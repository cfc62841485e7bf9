//! Entry repository contract and SQLite implementation.
//!
//! # Responsibility
//! - Provide the five entry store operations over the `entries` table.
//! - Keep SQL details inside the persistence boundary.
//!
//! # Invariants
//! - The store never validates; callers pass already-validated drafts.
//! - Write paths always persist `EntryDraft::normalized()` values.
//! - Every operation opens its own connection and transaction. Both are
//!   released on return, and an uncommitted transaction rolls back on drop.
//! - "Not found" on update/delete is `Ok(false)`, never an error.

use crate::db::{connect, open_db, DbError, StoreConfig};
use crate::model::entry::{Entry, EntryDraft, EntryId};
use log::{error, info};
use rusqlite::{params, Connection, Row};
use std::error::Error;
use std::fmt::{Display, Formatter};
use std::time::Instant;

const ENTRY_SELECT_SQL: &str = "SELECT
    id,
    name,
    email,
    notes,
    created_at
FROM entries";

pub type RepoResult<T> = Result<T, StorageError>;

/// Fatal failure at the persistence boundary.
#[derive(Debug)]
pub enum StorageError {
    Db(DbError),
}

impl Display for StorageError {
    fn fmt(&self, f: &mut Formatter<'_>) -> std::fmt::Result {
        match self {
            Self::Db(err) => write!(f, "storage failure: {err}"),
        }
    }
}

impl Error for StorageError {
    fn source(&self) -> Option<&(dyn Error + 'static)> {
        match self {
            Self::Db(err) => Some(err),
        }
    }
}

impl From<DbError> for StorageError {
    fn from(value: DbError) -> Self {
        Self::Db(value)
    }
}

impl From<rusqlite::Error> for StorageError {
    fn from(value: rusqlite::Error) -> Self {
        Self::Db(DbError::Sqlite(value))
    }
}

/// Repository interface for entry CRUD operations.
pub trait EntryRepository {
    /// Ensures the `entries` table exists. Safe to call on every start.
    fn initialize(&self) -> RepoResult<()>;
    /// Persists a new entry and returns its storage-assigned id.
    fn insert(&self, draft: &EntryDraft) -> RepoResult<EntryId>;
    /// Returns every entry, newest `created_at` first.
    fn list_all(&self) -> RepoResult<Vec<Entry>>;
    /// Replaces name/email/notes of one entry. `false` when `id` is unknown.
    fn update(&self, id: EntryId, draft: &EntryDraft) -> RepoResult<bool>;
    /// Hard-deletes one entry. `false` when `id` is unknown.
    fn delete(&self, id: EntryId) -> RepoResult<bool>;
}

/// SQLite-backed entry repository bound to one database file.
#[derive(Debug, Clone)]
pub struct SqliteEntryRepository {
    config: StoreConfig,
}

impl SqliteEntryRepository {
    pub fn new(config: StoreConfig) -> Self {
        Self { config }
    }

    pub fn config(&self) -> &StoreConfig {
        &self.config
    }

    fn connect(&self) -> RepoResult<Connection> {
        Ok(connect(self.config.db_path())?)
    }
}

impl EntryRepository for SqliteEntryRepository {
    fn initialize(&self) -> RepoResult<()> {
        let started_at = Instant::now();
        match open_db(self.config.db_path()) {
            Ok(_conn) => {
                info!(
                    "event=store_init module=repo status=ok duration_ms={}",
                    started_at.elapsed().as_millis()
                );
                Ok(())
            }
            Err(err) => {
                error!(
                    "event=store_init module=repo status=error duration_ms={} error={}",
                    started_at.elapsed().as_millis(),
                    err
                );
                Err(err.into())
            }
        }
    }

    fn insert(&self, draft: &EntryDraft) -> RepoResult<EntryId> {
        let started_at = Instant::now();
        let draft = draft.normalized();
        let mut conn = self.connect()?;
        let tx = conn.transaction()?;

        tx.execute(
            "INSERT INTO entries (name, email, notes, created_at)
             VALUES (?1, ?2, ?3, strftime('%Y-%m-%d %H:%M:%S', 'now'));",
            params![draft.name, draft.email, draft.notes],
        )?;
        let id = tx.last_insert_rowid();
        tx.commit()?;

        info!(
            "event=entry_insert module=repo status=ok entry_id={} duration_ms={}",
            id,
            started_at.elapsed().as_millis()
        );
        Ok(id)
    }

    fn list_all(&self) -> RepoResult<Vec<Entry>> {
        let started_at = Instant::now();
        let conn = self.connect()?;
        let mut stmt = conn.prepare(&format!("{ENTRY_SELECT_SQL} ORDER BY created_at DESC;"))?;

        let mut rows = stmt.query([])?;
        let mut entries = Vec::new();
        while let Some(row) = rows.next()? {
            entries.push(parse_entry_row(row)?);
        }

        info!(
            "event=entry_list module=repo status=ok count={} duration_ms={}",
            entries.len(),
            started_at.elapsed().as_millis()
        );
        Ok(entries)
    }

    fn update(&self, id: EntryId, draft: &EntryDraft) -> RepoResult<bool> {
        let started_at = Instant::now();
        let draft = draft.normalized();
        let mut conn = self.connect()?;
        let tx = conn.transaction()?;

        let changed = tx.execute(
            "UPDATE entries
             SET
                name = ?1,
                email = ?2,
                notes = ?3
             WHERE id = ?4;",
            params![draft.name, draft.email, draft.notes, id],
        )?;
        tx.commit()?;

        info!(
            "event=entry_update module=repo status=ok entry_id={} matched={} duration_ms={}",
            id,
            changed > 0,
            started_at.elapsed().as_millis()
        );
        Ok(changed > 0)
    }

    fn delete(&self, id: EntryId) -> RepoResult<bool> {
        let started_at = Instant::now();
        let mut conn = self.connect()?;
        let tx = conn.transaction()?;

        let changed = tx.execute("DELETE FROM entries WHERE id = ?1;", [id])?;
        tx.commit()?;

        info!(
            "event=entry_delete module=repo status=ok entry_id={} matched={} duration_ms={}",
            id,
            changed > 0,
            started_at.elapsed().as_millis()
        );
        Ok(changed > 0)
    }
}

fn parse_entry_row(row: &Row<'_>) -> RepoResult<Entry> {
    Ok(Entry {
        id: row.get("id")?,
        name: row.get("name")?,
        email: row.get("email")?,
        // Column is nullable in the schema; rows written here always carry notes.
        notes: row.get::<_, Option<String>>("notes")?.unwrap_or_default(),
        created_at: row.get("created_at")?,
    })
}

● ● ● ● ● ● ●

- **To do**:
Every entry shown above should be written out again without a single difference.

- **Solution to this problem**:
repository cfc62841485e7bf9
//! Entry repository contract and SQLite implementation.
//!
//! # Responsibility
//! - Provide the five entry store operations over the `entries` table.
//! - Keep SQL details inside the persistence boundary.
//!
//! # Invariants
//! - The store never validates; callers pass already-validated drafts.
//! - Write paths always persist `EntryDraft::normalized()` values.
//! - Every operation opens its own connection and transaction. Both are
//!   released on return, and an uncommitted transaction rolls back on drop.
//! - "Not found" on update/delete is `Ok(false)`, never an error.

use crate::db::{connect, open_db, DbError, StoreConfig};
use crate::model::entry::{Entry, EntryDraft, EntryId};
use log::{error, info};
use rusqlite::{params, Connection, Row};
use std::error::Error;
use std::fmt::{Display, Formatter};
use std::time::Instant;

const ENTRY_SELECT_SQL: &str = "SELECT
    id,
    name,
    email,
    notes,
    created_at
FROM entries";

pub type RepoResult<T> = Result<T, StorageError>;

/// Fatal failure at the persistence boundary.
#[derive(Debug)]
pub enum StorageError {
    Db(DbError),
}

impl Display for StorageError {
    fn fmt(&self, f: &mut Formatter<'_>) -> std::fmt::Result {
        match self {
            Self::Db(err) => write!(f, "storage failure: {err}"),
        }
    }
}

impl Error for StorageError {
    fn source(&self) -> Option<&(dyn Error + 'static)> {
        match self {
            Self::Db(err) => Some(err),
        }
    }
}

impl From<DbError> for StorageError {
    fn from(value: DbError) -> Self {
        Self::Db(value)
    }
}

impl From<rusqlite::Error> for StorageError {
    fn from(value: rusqlite::Error) -> Self {
        Self::Db(DbError::Sqlite(value))
    }
}

/// Repository interface for entry CRUD operations.
pub trait EntryRepository {
    /// Ensures the `entries` table exists. Safe to call on every start.
    fn initialize(&self) -> RepoResult<()>;
    /// Persists a new entry and returns its storage-assigned id.
    fn insert(&self, draft: &EntryDraft) -> RepoResult<EntryId>;
    /// Returns every entry, newest `created_at` first.
    fn list_all(&self) -> RepoResult<Vec<Entry>>;
    /// Replaces name/email/notes of one entry. `false` when `id` is unknown.
    fn update(&self, id: EntryId, draft: &EntryDraft) -> RepoResult<bool>;
    /// Hard-deletes one entry. `false` when `id` is unknown.
    fn delete(&self, id: EntryId) -> RepoResult<bool>;
}

/// SQLite-backed entry repository bound to one database file.
#[derive(Debug, Clone)]
pub struct SqliteEntryRepository {
    config: StoreConfig,
}

impl SqliteEntryRepository {
    pub fn new(config: StoreConfig) -> Self {
        Self { config }
    }

    pub fn config(&self) -> &StoreConfig {
        &self.config
    }

    fn connect(&self) -> RepoResult<Connection> {
        Ok(connect(self.config.db_path())?)
    }
}

impl EntryRepository for SqliteEntryRepository {
    fn initialize(&self) -> RepoResult<()> {
        let started_at = Instant::now();
        match open_db(self.config.db_path()) {
            Ok(_conn) => {
                info!(
                    "event=store_init module=repo status=ok duration_ms={}",
                    started_at.elapsed().as_millis()
                );
                Ok(())
            }
            Err(err) => {
                error!(
                    "event=store_init module=repo status=error duration_ms={} error={}",
                    started_at.elapsed().as_millis(),
                    err
                );
                Err(err.into())
            }
        }
    }

    fn insert(&self, draft: &EntryDraft) -> RepoResult<EntryId> {
        let started_at = Instant::now();
        let draft = draft.normalized();
        let mut conn = self.connect()?;
        let tx = conn.transaction()?;

        tx.execute(
            "INSERT INTO entries (name, email, notes, created_at)
             VALUES (?1, ?2, ?3, strftime('%Y-%m-%d %H:%M:%S', 'now'));",
            params![draft.name, draft.email, draft.notes],
        )?;
        let id = tx.last_insert_rowid();
        tx.commit()?;

        info!(
            "event=entry_insert module=repo status=ok entry_id={} duration_ms={}",
            id,
            started_at.elapsed().as_millis()
        );
        Ok(id)
    }

    fn list_all(&self) -> RepoResult<Vec<Entry>> {
        let started_at = Instant::now();
        let conn = self.connect()?;
        let mut stmt = conn.prepare(&format!("{ENTRY_SELECT_SQL} ORDER BY created_at DESC;"))?;

        let mut rows = stmt.query([])?;
        let mut entries = Vec::new();
        while let Some(row) = rows.next()? {
            entries.push(parse_entry_row(row)?);
        }

        info!(
            "event=entry_list module=repo status=ok count={} duration_ms={}",
            entries.len(),
            started_at.elapsed().as_millis()
        );
        Ok(entries)
    }

    fn update(&self, id: EntryId, draft: &EntryDraft) -> RepoResult<bool> {
        let started_at = Instant::now();
        let draft = draft.normalized();
        let mut conn = self.connect()?;
        let tx = conn.transaction()?;

        let changed = tx.execute(
            "UPDATE entries
             SET
                name = ?1,
                email = ?2,
                notes = ?3
             WHERE id = ?4;",
            params![draft.name, draft.email, draft.notes, id],
        )?;
        tx.commit()?;

        info!(
            "event=entry_update module=repo status=ok entry_id={} matched={} duration_ms={}",
            id,
            changed > 0,
            started_at.elapsed().as_millis()
        );
        Ok(changed > 0)
    }

    fn delete(&self, id: EntryId) -> RepoResult<bool> {
        let started_at = Instant::now();
        let mut conn = self.connect()?;
        let tx = conn.transaction()?;

        let changed = tx.execute("DELETE FROM entries WHERE id = ?1;", [id])?;
        tx.commit()?;

        info!(
            "event=entry_delete module=repo status=ok entry_id={} matched={} duration_ms={}",
            id,
            changed > 0,
            started_at.elapsed().as_millis()
        );
        Ok(changed > 0)
    }
}

fn parse_entry_row(row: &Row<'_>) -> RepoResult<Entry> {
    Ok(Entry {
        id: row.get("id")?,
        name: row.get("name")?,
        email: row.get("email")?,
        // Column is nullable in the schema; rows written here always carry notes.
        notes: row.get::<_, Option<String>>("notes")?.unwrap_or_default(),
        created_at: row.get("created_at")?,
    })
}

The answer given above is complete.